Five years ago, the historical society was considering planting a Victorian herb garden, but when members of its board sought Ms. Smith’s advice, she instead suggested a garden that focused on Native Americans’ healing plants.
“Indians didn’t just sit around with a toothache or a bleeding wound and wait for the drugstore to open,” she said on a recent afternoon while looking over the society’s healing garden she created on the society’s grounds.
“Most pharmaceuticals are based on plants from South America, but we don’t realize what was here,” Ms. Smith said. There were few doctors among the colonists, because they couldn’t make money in the New World, so settlers turned to Native American medicine men for advice on how to cure their ailments.
Ms. Smith, who was a science teacher for 33 years, scoured rare seed catalogues and local roadsides looking for the perennial plants that make up the garden.
Some, like the purple coneflower, whose root contains immune system-boosting echinacea, have been selectively bred to produce a larger, more formidable flower than the true genetic original. Ms. Smith had looked for the plant as it grew in the wild.
She found seeds for the wild plant in a catalogue from North Carolina. After two years, though, the plant she grew from that seed has yet to flower.
Native strawberries, high in vitamin C, were also much smaller and harder to find than their modern counterparts. After years of encouragement, they’re beginning now to spread through the garden.
While planning the garden, there were many moments when Ms. Smith asked her husband to pull the car over to the side of the road, having spotted a plant she’d been looking for. That was the case with mullein, a large roadside plant with leathery leaves and a tall stem full of yellow seeds.
Mullein is full of essential oil, and its leaves are so hefty and textured that Native Americans used them to line their moccasins.
The plant was also known as “Quaker Rouge,” because Quaker women, whose beliefs included a prohibition on makeup, would rub the leaves on their cheeks for a ruddy, healthy look.
Native Americans also smoked mullein to ease asthma.
Another common roadside plant in the garden is the Jerusalem artichoke, a member of the sunflower family. It has large edible tubers that contain inulin, a highly digestible carbohydrate.
Meadow sage, more native than culinary sage, is another genetic original used as an antibacterial and antiviral and a cure for worms.
“Every culture in every country uses sage,” said Ms. Smith. “There’s a Greek saying that if a man has sage in his garden he will live for a long time.”
Other common plants Ms. Smith included in the healing garden protect against summer ailments. Sweet fern, for example, contains an insect repellent and the gooey, aloe-like inside of the jewelweed plant is used to get rid of poison ivy.

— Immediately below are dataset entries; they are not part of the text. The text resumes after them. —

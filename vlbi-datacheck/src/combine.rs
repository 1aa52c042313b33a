//! Combining two partial probes into a complete result (§4.B.5/§3),
//! mirroring `data_check.cc::copy_subsecond`/`combine_data_check_results`
//! exactly: fill in whichever side is missing its track bitrate and/or
//! subsecond time using the other, or derive the bitrate from the byte
//! distance between two samples taken a known number of bytes apart.

use crate::error::{DataCheckError, Result};
use crate::result::DataCheckResult;
use vlbi_format::{Subsecond, Timestamp, TrackBitRate};

/// Fill `destination`'s track bitrate and subsecond from `source`'s track
/// bitrate and `destination`'s own frame number, per `copy_subsecond`.
/// `source` must already be non-partial.
fn copy_subsecond(source: &DataCheckResult, destination: &mut DataCheckResult) -> Result<()> {
    destination.trackbitrate = source.trackbitrate;
    let ntrack = destination.kind.ntrack() as u64;
    let bps = destination
        .trackbitrate
        .bits_per_second()
        .ok_or(DataCheckError::InconsistentFormats)?;
    let nsec = (destination.frame_number as u64 * destination.payloadsize as u64 * 8) as f64 / (ntrack * bps) as f64;
    destination.time = Timestamp::new(destination.time.seconds, Subsecond::from_seconds(nsec));
    Ok(())
}

/// Merge two probes of the same byte range into complete results,
/// following `combine_data_check_results`'s exact branch order:
/// both-complete is a no-op; mismatched format/ntrack/VDIF-thread-shape
/// fails; a non-partial side fills in the other via [`copy_subsecond`];
/// otherwise the bitrate is derived from the byte distance between the
/// two samples' nominal frame-zero positions.
///
/// `byte_offset` is the distance (in bytes) between `first`'s and `last`'s
/// read windows, as the original computes it from the caller's sampling
/// positions.
pub fn combine_data_check_results(first: &mut DataCheckResult, last: &mut DataCheckResult, byte_offset: u64) -> Result<()> {
    if !first.is_partial() && !last.is_partial() {
        return Ok(());
    }
    if first.kind != last.kind || first.kind.ntrack() != last.kind.ntrack() {
        return Err(DataCheckError::InconsistentFormats);
    }
    if first.is_vdif() && (first.vdif_threads.is_empty() || first.vdif_frame_size != last.vdif_frame_size) {
        return Err(DataCheckError::InconsistentFormats);
    }
    if !first.is_partial() {
        return copy_subsecond(first, last);
    }
    if !last.is_partial() {
        return copy_subsecond(last, first);
    }

    // Both partial: can only guess the bitrate if the two samples fall in
    // different whole seconds.
    if first.time.seconds >= last.time.seconds {
        return Err(DataCheckError::InconsistentFormats);
    }

    // Union of VDIF thread ids, visible to both sides either way.
    for (&id, header) in last.vdif_threads.iter() {
        first.vdif_threads.entry(id).or_insert(*header);
    }
    last.vdif_threads = first.vdif_threads.clone();

    let vdif_threads = first.thread_count() as i64;
    let framesize = first.framesize() as i64;
    let ntrack = first.kind.ntrack() as i64;

    let byte_diff = byte_offset as i64
        + (last.byte_offset as i64 - last.frame_number as i64 * framesize * vdif_threads)
        - (first.byte_offset as i64 - first.frame_number as i64 * framesize * vdif_threads);

    if byte_diff <= 0 {
        return Err(DataCheckError::InconsistentFormats);
    }

    let seconds_diff = (last.time.seconds - first.time.seconds) as f64;
    let trackbitrate_power = ((8.0 * byte_diff as f64) / 1.0e6 / (ntrack as f64 * vdif_threads as f64) / seconds_diff)
        .log2()
        .round();

    let max_frame_number = first.frame_number.max(last.frame_number) as f64;
    let minimum_trackbitrate_power = ((8.0 * first.payloadsize as f64 * max_frame_number) / 1.0e6 / ntrack as f64)
        .log2()
        .ceil();

    if trackbitrate_power < -6.0 {
        return Err(DataCheckError::InconsistentFormats);
    }

    let power = trackbitrate_power.max(minimum_trackbitrate_power);
    let bps = (2f64.powf(power) * 1.0e6).round() as u64;
    first.trackbitrate = TrackBitRate::known(bps)?;

    let nsec = (first.frame_number as u64 * first.payloadsize as u64 * 8) as f64 / (ntrack as u64 * bps) as f64;
    first.time = Timestamp::new(first.time.seconds, Subsecond::from_seconds(nsec));

    copy_subsecond(first, last)
}

#[cfg(test)]
mod tests {
    use super::*;
    use vlbi_format::descriptor::{FormatKind, Mark5BFields};
    use vlbi_format::Rational;

    fn mark5b_result(byte_offset: u64, frame_number: u32, seconds: i64, payloadsize: usize) -> DataCheckResult {
        let mut r = DataCheckResult::new(
            FormatKind::Mark5B(Mark5BFields { ntrack: 32, dbe_no_subsecond: false, tvg: false }),
            TrackBitRate::UNKNOWN,
            byte_offset,
            frame_number,
            Timestamp::new(seconds, Subsecond::UNKNOWN),
        );
        r.payloadsize = payloadsize;
        r
    }

    #[test]
    fn both_complete_is_noop() {
        let mut first = mark5b_result(0, 0, 100, 9984);
        first.trackbitrate = TrackBitRate::known(32_000_000).unwrap();
        first.time = Timestamp::new(100, Subsecond::known(Rational::new(0, 1)));
        let mut last = first.clone();
        combine_data_check_results(&mut first, &mut last, 0).unwrap();
        assert!(!first.is_partial());
    }

    #[test]
    fn mismatched_ntrack_is_rejected() {
        let mut first = mark5b_result(0, 0, 100, 9984);
        let mut last = DataCheckResult::new(
            FormatKind::Mark5B(Mark5BFields { ntrack: 16, dbe_no_subsecond: false, tvg: false }),
            TrackBitRate::UNKNOWN,
            0,
            0,
            Timestamp::new(101, Subsecond::UNKNOWN),
        );
        assert!(combine_data_check_results(&mut first, &mut last, 0).is_err());
    }

    #[test]
    fn known_side_fills_in_partial_side() {
        let mut known = mark5b_result(0, 0, 100, 9984);
        known.trackbitrate = TrackBitRate::known(32_000_000).unwrap();
        known.time = Timestamp::new(100, Subsecond::known(Rational::new(0, 1)));
        let mut partial = mark5b_result(9984 * 3, 3, 100, 9984);
        combine_data_check_results(&mut known, &mut partial, 0).unwrap();
        assert!(!partial.is_partial());
        assert_eq!(partial.trackbitrate, known.trackbitrate);
    }

    #[test]
    fn derives_bitrate_from_byte_distance_across_seconds() {
        // 1 second apart, 32Mbps/track over 32 tracks => 128_000_000 bytes/sec total.
        let mut first = mark5b_result(0, 0, 100, 9984);
        let mut last = mark5b_result(128_000_000, 0, 101, 9984);
        combine_data_check_results(&mut first, &mut last, 0).unwrap();
        assert!(!first.is_partial());
        assert_eq!(first.trackbitrate.bits_per_second(), Some(32_000_000));
    }

    #[test]
    fn same_second_cannot_derive_bitrate() {
        let mut first = mark5b_result(0, 0, 100, 9984);
        let mut last = mark5b_result(100, 0, 100, 9984);
        assert!(combine_data_check_results(&mut first, &mut last, 0).is_err());
    }
}
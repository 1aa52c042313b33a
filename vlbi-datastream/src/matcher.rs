//! Compiled match criteria and the specialised dispatch table that picks
//! the right matching function for a criterion's (ip, port, station-mode)
//! combination, mirroring `mk6info.cc`'s `matchmap_type`/`_m_*` family —
//! one function per combination rather than branching on every key.

use std::net::Ipv4Addr;

use crate::key::{ThreadMatcher, VdifKey, VdifStation};

/// A compiled criterion: one entry in a data stream's match-criteria list.
#[derive(Debug, Clone)]
pub struct MatchCriterion {
    pub origin_addr: Ipv4Addr,
    pub origin_port: u16,
    pub match_ip: bool,
    pub match_port: bool,
    pub station: VdifStation,
    pub threads: Vec<ThreadMatcher>,
}

impl MatchCriterion {
    pub fn matches(&self, key: &VdifKey) -> bool {
        MATCH_TABLE[self.match_ip as usize][self.match_port as usize][self.station.variant_index()](key, self)
    }

    fn threads_match(&self, key: &VdifKey) -> bool {
        self.threads.is_empty() || self.threads.iter().any(|t| t.matches(key.thread_id))
    }
}

fn station_matches(station: &VdifStation, key: &VdifKey) -> bool {
    match *station {
        VdifStation::Invalid => true,
        VdifStation::Numeric(id) => key.station_id == id,
        VdifStation::OneChar(c) => key.station_code[1] == c,
        VdifStation::TwoChar(c0, c1) => key.station_code[1] == c0 && key.station_code[0] == c1,
    }
}

type MatchFn = fn(&VdifKey, &MatchCriterion) -> bool;

// Neither IP nor port.
fn m_false_false_invalid(key: &VdifKey, m: &MatchCriterion) -> bool {
    m.threads_match(key)
}
fn m_false_false_numeric(key: &VdifKey, m: &MatchCriterion) -> bool {
    station_matches(&m.station, key) && m.threads_match(key)
}
fn m_false_false_one_char(key: &VdifKey, m: &MatchCriterion) -> bool {
    station_matches(&m.station, key) && m.threads_match(key)
}
fn m_false_false_two_char(key: &VdifKey, m: &MatchCriterion) -> bool {
    station_matches(&m.station, key) && m.threads_match(key)
}

// IP only.
fn m_true_false_invalid(key: &VdifKey, m: &MatchCriterion) -> bool {
    key.origin_addr == m.origin_addr && m.threads_match(key)
}
fn m_true_false_numeric(key: &VdifKey, m: &MatchCriterion) -> bool {
    key.origin_addr == m.origin_addr && station_matches(&m.station, key) && m.threads_match(key)
}
fn m_true_false_one_char(key: &VdifKey, m: &MatchCriterion) -> bool {
    key.origin_addr == m.origin_addr && station_matches(&m.station, key) && m.threads_match(key)
}
fn m_true_false_two_char(key: &VdifKey, m: &MatchCriterion) -> bool {
    key.origin_addr == m.origin_addr && station_matches(&m.station, key) && m.threads_match(key)
}

// IP and port.
fn m_true_true_invalid(key: &VdifKey, m: &MatchCriterion) -> bool {
    key.origin_addr == m.origin_addr && key.origin_port == m.origin_port && m.threads_match(key)
}
fn m_true_true_numeric(key: &VdifKey, m: &MatchCriterion) -> bool {
    key.origin_addr == m.origin_addr
        && key.origin_port == m.origin_port
        && station_matches(&m.station, key)
        && m.threads_match(key)
}
fn m_true_true_one_char(key: &VdifKey, m: &MatchCriterion) -> bool {
    key.origin_addr == m.origin_addr
        && key.origin_port == m.origin_port
        && station_matches(&m.station, key)
        && m.threads_match(key)
}
fn m_true_true_two_char(key: &VdifKey, m: &MatchCriterion) -> bool {
    key.origin_addr == m.origin_addr
        && key.origin_port == m.origin_port
        && station_matches(&m.station, key)
        && m.threads_match(key)
}

// Port only.
fn m_false_true_invalid(key: &VdifKey, m: &MatchCriterion) -> bool {
    key.origin_port == m.origin_port && m.threads_match(key)
}
fn m_false_true_numeric(key: &VdifKey, m: &MatchCriterion) -> bool {
    key.origin_port == m.origin_port && station_matches(&m.station, key) && m.threads_match(key)
}
fn m_false_true_one_char(key: &VdifKey, m: &MatchCriterion) -> bool {
    key.origin_port == m.origin_port && station_matches(&m.station, key) && m.threads_match(key)
}
fn m_false_true_two_char(key: &VdifKey, m: &MatchCriterion) -> bool {
    key.origin_port == m.origin_port && station_matches(&m.station, key) && m.threads_match(key)
}

/// Indexed `[match_ip][match_port][station.variant_index()]`.
static MATCH_TABLE: [[[MatchFn; 4]; 2]; 2] = [
    [
        [m_false_false_invalid, m_false_false_numeric, m_false_false_one_char, m_false_false_two_char],
        [m_false_true_invalid, m_false_true_numeric, m_false_true_one_char, m_false_true_two_char],
    ],
    [
        [m_true_false_invalid, m_true_false_numeric, m_true_false_one_char, m_true_false_two_char],
        [m_true_true_invalid, m_true_true_numeric, m_true_true_one_char, m_true_true_two_char],
    ],
];

#[cfg(test)]
mod tests {
    use super::*;
    use std::net::SocketAddrV4;

    fn key(code: &str, thread_id: u16, addr: &str) -> VdifKey {
        VdifKey::coded(code, thread_id, addr.parse::<SocketAddrV4>().unwrap()).unwrap()
    }

    #[test]
    fn wildcard_criterion_matches_anything() {
        let c = MatchCriterion {
            origin_addr: Ipv4Addr::UNSPECIFIED,
            origin_port: 0,
            match_ip: false,
            match_port: false,
            station: VdifStation::Invalid,
            threads: Vec::new(),
        };
        assert!(c.matches(&key("Wb", 3, "1.2.3.4:9000")));
    }

    #[test]
    fn station_and_ip_must_both_match() {
        let c = MatchCriterion {
            origin_addr: "1.2.3.4".parse().unwrap(),
            origin_port: 0,
            match_ip: true,
            match_port: false,
            station: VdifStation::TwoChar(b'W', b'b'),
            threads: Vec::new(),
        };
        assert!(c.matches(&key("Wb", 3, "1.2.3.4:9000")));
        assert!(!c.matches(&key("Wb", 3, "5.6.7.8:9000")));
        assert!(!c.matches(&key("Ef", 3, "1.2.3.4:9000")));
    }

    #[test]
    fn thread_restriction_is_enforced_when_given() {
        let c = MatchCriterion {
            origin_addr: Ipv4Addr::UNSPECIFIED,
            origin_port: 0,
            match_ip: false,
            match_port: false,
            station: VdifStation::Invalid,
            threads: vec![ThreadMatcher::Single(2)],
        };
        assert!(c.matches(&key("Wb", 2, "1.2.3.4:9000")));
        assert!(!c.matches(&key("Wb", 3, "1.2.3.4:9000")));
    }
}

“This should be planted in every garden,” she said of jewelweed, whose little orange and yellow flowers also make a visually attractive addition.
Ms. Smith also noted that another native flower, the evening primrose, is being studied as a potential cancer cure.
Wintergreen contains the aspirin-like compound methyl salicylate, and aster tea soaked in a cloth was stuffed into wounds.
Native Americans used bayberry bush for toothaches and Bloodroot, which contains a pain killer, was spread on the soles of the feet so people didn’t feel pain when walking on coals during rituals.
Gay feather, a pretty purple-spiked flower, contains a cardiac stimulant given to horses to make them run fast. Blue lobelia extract was often given as a gift to lovers when they were fighting, although Ms. Smith isn’t sure why.
“It makes them throw up,” she said. “Maybe after they throw up, they comfort each other?”
Given all the garden’s many potential cures, it might seem logical to think Ms. Smith would sample some of the native medicines herself. But some of the plants are so powerful, she said, that she’s not about to play doctor with them.
“They knew whether these things worked by trial and error. If someone died from it, they’d cross it off their list,” she said.